Data for analysis
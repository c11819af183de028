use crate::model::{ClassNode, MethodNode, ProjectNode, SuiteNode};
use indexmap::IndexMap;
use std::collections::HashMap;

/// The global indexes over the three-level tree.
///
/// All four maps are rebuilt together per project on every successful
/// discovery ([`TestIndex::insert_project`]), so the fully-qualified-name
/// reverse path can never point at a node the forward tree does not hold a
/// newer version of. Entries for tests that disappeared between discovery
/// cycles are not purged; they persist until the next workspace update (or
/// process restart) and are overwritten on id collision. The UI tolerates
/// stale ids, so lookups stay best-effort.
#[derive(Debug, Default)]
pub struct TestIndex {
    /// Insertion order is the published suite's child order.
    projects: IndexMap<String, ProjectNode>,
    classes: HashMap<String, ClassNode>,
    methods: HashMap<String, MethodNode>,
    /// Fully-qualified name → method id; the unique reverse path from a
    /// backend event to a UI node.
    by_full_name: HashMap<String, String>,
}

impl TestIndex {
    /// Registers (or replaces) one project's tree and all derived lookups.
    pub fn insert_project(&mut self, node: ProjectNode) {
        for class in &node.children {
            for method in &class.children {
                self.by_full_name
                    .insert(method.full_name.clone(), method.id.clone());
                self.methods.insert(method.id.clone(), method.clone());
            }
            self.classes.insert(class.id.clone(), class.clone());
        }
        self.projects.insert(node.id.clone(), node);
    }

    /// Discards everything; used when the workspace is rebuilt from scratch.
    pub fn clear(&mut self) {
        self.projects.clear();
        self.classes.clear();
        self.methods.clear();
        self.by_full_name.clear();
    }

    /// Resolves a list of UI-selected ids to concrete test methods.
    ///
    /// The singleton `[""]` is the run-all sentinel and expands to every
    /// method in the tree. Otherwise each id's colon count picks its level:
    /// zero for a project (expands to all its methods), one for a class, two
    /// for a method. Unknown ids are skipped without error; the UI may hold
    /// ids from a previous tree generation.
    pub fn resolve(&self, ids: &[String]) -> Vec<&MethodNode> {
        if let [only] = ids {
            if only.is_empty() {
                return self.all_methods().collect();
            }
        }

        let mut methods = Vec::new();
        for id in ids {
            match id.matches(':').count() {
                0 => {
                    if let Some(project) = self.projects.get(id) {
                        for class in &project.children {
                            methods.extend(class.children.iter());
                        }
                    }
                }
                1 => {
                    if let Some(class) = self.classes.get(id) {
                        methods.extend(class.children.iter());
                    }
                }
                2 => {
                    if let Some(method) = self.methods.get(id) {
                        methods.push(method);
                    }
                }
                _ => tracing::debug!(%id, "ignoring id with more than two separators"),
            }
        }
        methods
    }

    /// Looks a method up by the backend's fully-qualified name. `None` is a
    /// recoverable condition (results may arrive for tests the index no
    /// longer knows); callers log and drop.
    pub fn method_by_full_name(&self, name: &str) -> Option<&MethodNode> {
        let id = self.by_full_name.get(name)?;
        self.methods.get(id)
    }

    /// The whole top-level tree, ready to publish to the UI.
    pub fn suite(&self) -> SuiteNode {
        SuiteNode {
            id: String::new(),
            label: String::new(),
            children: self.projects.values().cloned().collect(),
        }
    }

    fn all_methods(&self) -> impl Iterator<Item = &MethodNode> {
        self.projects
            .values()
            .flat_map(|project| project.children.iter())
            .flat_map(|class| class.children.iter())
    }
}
==
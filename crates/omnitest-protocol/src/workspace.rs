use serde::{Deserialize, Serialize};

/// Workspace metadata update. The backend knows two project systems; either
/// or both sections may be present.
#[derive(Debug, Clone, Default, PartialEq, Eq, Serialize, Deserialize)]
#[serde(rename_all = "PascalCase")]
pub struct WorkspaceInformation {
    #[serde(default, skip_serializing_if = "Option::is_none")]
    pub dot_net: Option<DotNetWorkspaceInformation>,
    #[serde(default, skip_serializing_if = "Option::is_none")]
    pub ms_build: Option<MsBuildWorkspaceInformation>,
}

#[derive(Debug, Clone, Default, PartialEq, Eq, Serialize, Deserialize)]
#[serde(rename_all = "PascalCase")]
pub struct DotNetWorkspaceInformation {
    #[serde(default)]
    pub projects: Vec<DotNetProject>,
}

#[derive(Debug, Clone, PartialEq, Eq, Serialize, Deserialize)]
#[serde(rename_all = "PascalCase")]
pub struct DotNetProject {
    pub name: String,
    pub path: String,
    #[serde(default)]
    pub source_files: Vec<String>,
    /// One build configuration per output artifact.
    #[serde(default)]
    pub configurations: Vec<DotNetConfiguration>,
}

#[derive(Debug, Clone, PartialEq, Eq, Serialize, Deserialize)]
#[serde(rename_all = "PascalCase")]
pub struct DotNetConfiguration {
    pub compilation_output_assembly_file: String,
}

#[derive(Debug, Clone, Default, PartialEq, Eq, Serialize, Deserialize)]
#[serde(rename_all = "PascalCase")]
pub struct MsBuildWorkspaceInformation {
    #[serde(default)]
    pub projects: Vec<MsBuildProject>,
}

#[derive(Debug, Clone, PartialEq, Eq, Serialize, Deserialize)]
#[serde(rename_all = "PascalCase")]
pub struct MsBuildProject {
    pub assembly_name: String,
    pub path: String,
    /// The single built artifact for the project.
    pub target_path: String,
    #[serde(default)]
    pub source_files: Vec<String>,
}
* * *
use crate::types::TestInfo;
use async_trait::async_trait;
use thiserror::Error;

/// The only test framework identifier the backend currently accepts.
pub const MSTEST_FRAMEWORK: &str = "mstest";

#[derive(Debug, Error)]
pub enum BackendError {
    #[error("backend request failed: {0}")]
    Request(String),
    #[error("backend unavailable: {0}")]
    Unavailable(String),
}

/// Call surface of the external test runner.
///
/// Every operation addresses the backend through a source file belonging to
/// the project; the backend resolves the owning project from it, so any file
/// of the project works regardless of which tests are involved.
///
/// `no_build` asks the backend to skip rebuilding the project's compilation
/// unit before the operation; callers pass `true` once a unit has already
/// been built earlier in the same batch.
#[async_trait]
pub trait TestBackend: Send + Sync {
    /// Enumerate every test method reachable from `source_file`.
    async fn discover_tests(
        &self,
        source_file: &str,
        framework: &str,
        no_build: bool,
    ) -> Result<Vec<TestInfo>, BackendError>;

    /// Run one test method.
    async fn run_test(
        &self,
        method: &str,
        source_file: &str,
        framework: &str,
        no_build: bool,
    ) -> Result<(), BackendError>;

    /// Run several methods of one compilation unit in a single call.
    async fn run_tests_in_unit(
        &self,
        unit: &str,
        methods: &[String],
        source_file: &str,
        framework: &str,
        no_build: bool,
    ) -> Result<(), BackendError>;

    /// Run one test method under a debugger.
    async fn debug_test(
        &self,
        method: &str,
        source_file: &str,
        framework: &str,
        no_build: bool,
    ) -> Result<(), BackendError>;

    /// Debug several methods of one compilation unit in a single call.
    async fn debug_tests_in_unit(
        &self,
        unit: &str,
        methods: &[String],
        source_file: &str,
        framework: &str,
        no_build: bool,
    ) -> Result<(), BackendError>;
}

Task directions
Spot every line in the entries that includes the word "DotNetProject", and copy each one out.

Task solution
    pub projects: Vec<DotNetProject>,
pub struct DotNetProject {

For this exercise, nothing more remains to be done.